(Saved data entries)
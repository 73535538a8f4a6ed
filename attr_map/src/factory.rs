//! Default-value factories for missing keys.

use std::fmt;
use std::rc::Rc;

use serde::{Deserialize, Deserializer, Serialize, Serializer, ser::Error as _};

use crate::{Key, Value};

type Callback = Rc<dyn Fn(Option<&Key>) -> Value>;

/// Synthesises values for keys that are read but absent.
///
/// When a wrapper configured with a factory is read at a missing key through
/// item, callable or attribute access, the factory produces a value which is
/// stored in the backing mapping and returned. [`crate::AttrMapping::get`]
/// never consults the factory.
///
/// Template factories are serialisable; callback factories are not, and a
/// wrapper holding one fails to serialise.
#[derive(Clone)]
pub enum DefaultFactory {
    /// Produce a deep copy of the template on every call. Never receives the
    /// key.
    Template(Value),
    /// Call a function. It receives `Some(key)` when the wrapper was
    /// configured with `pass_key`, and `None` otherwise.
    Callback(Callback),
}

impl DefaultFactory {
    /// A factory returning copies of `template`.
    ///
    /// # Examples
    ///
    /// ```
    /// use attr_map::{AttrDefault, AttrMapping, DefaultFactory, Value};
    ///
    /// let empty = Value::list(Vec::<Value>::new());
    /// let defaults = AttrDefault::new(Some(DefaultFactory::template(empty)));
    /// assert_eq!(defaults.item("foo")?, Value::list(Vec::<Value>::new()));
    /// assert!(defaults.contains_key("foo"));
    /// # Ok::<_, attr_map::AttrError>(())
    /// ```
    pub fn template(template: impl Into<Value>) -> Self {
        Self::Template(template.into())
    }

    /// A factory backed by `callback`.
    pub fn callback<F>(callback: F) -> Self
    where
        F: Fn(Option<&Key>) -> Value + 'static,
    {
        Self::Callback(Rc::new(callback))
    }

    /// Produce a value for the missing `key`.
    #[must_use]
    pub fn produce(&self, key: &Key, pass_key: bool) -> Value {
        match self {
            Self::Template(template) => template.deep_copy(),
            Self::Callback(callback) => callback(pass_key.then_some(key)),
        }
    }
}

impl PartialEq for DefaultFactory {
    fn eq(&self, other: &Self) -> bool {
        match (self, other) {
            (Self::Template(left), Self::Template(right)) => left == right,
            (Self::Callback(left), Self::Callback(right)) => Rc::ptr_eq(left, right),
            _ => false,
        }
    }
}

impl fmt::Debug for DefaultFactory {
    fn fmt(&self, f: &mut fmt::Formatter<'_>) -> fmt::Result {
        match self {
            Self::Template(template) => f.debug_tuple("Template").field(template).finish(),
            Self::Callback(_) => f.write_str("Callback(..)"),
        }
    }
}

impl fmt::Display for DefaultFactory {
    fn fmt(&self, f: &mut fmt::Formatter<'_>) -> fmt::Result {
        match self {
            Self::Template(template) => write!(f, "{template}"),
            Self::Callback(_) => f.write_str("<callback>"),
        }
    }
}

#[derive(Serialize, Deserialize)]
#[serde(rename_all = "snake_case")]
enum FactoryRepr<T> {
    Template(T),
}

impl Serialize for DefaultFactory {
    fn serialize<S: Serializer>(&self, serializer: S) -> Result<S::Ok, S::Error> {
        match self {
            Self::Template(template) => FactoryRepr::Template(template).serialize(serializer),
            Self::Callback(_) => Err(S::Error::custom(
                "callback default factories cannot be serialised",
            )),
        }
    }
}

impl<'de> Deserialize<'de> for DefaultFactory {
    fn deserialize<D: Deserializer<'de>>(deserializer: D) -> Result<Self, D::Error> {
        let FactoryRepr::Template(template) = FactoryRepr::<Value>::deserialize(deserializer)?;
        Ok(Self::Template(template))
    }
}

PROBLEM TO SOLVE =
Nothing in the records above may be left out; repeat them exactly.

ANSWER AREA =
repository 73535538a8f4a6ed
filename attr_map/src/factory.rs
//! Default-value factories for missing keys.

use std::fmt;
use std::rc::Rc;

use serde::{Deserialize, Deserializer, Serialize, Serializer, ser::Error as _};

use crate::{Key, Value};

type Callback = Rc<dyn Fn(Option<&Key>) -> Value>;

/// Synthesises values for keys that are read but absent.
///
/// When a wrapper configured with a factory is read at a missing key through
/// item, callable or attribute access, the factory produces a value which is
/// stored in the backing mapping and returned. [`crate::AttrMapping::get`]
/// never consults the factory.
///
/// Template factories are serialisable; callback factories are not, and a
/// wrapper holding one fails to serialise.
#[derive(Clone)]
pub enum DefaultFactory {
    /// Produce a deep copy of the template on every call. Never receives the
    /// key.
    Template(Value),
    /// Call a function. It receives `Some(key)` when the wrapper was
    /// configured with `pass_key`, and `None` otherwise.
    Callback(Callback),
}

impl DefaultFactory {
    /// A factory returning copies of `template`.
    ///
    /// # Examples
    ///
    /// ```
    /// use attr_map::{AttrDefault, AttrMapping, DefaultFactory, Value};
    ///
    /// let empty = Value::list(Vec::<Value>::new());
    /// let defaults = AttrDefault::new(Some(DefaultFactory::template(empty)));
    /// assert_eq!(defaults.item("foo")?, Value::list(Vec::<Value>::new()));
    /// assert!(defaults.contains_key("foo"));
    /// # Ok::<_, attr_map::AttrError>(())
    /// ```
    pub fn template(template: impl Into<Value>) -> Self {
        Self::Template(template.into())
    }

    /// A factory backed by `callback`.
    pub fn callback<F>(callback: F) -> Self
    where
        F: Fn(Option<&Key>) -> Value + 'static,
    {
        Self::Callback(Rc::new(callback))
    }

    /// Produce a value for the missing `key`.
    #[must_use]
    pub fn produce(&self, key: &Key, pass_key: bool) -> Value {
        match self {
            Self::Template(template) => template.deep_copy(),
            Self::Callback(callback) => callback(pass_key.then_some(key)),
        }
    }
}

impl PartialEq for DefaultFactory {
    fn eq(&self, other: &Self) -> bool {
        match (self, other) {
            (Self::Template(left), Self::Template(right)) => left == right,
            (Self::Callback(left), Self::Callback(right)) => Rc::ptr_eq(left, right),
            _ => false,
        }
    }
}

impl fmt::Debug for DefaultFactory {
    fn fmt(&self, f: &mut fmt::Formatter<'_>) -> fmt::Result {
        match self {
            Self::Template(template) => f.debug_tuple("Template").field(template).finish(),
            Self::Callback(_) => f.write_str("Callback(..)"),
        }
    }
}

impl fmt::Display for DefaultFactory {
    fn fmt(&self, f: &mut fmt::Formatter<'_>) -> fmt::Result {
        match self {
            Self::Template(template) => write!(f, "{template}"),
            Self::Callback(_) => f.write_str("<callback>"),
        }
    }
}

#[derive(Serialize, Deserialize)]
#[serde(rename_all = "snake_case")]
enum FactoryRepr<T> {
    Template(T),
}

impl Serialize for DefaultFactory {
    fn serialize<S: Serializer>(&self, serializer: S) -> Result<S::Ok, S::Error> {
        match self {
            Self::Template(template) => FactoryRepr::Template(template).serialize(serializer),
            Self::Callback(_) => Err(S::Error::custom(
                "callback default factories cannot be serialised",
            )),
        }
    }
}

impl<'de> Deserialize<'de> for DefaultFactory {
    fn deserialize<D: Deserializer<'de>>(deserializer: D) -> Result<Self, D::Error> {
        let FactoryRepr::Template(template) = FactoryRepr::<Value>::deserialize(deserializer)?;
        Ok(Self::Template(template))
    }
}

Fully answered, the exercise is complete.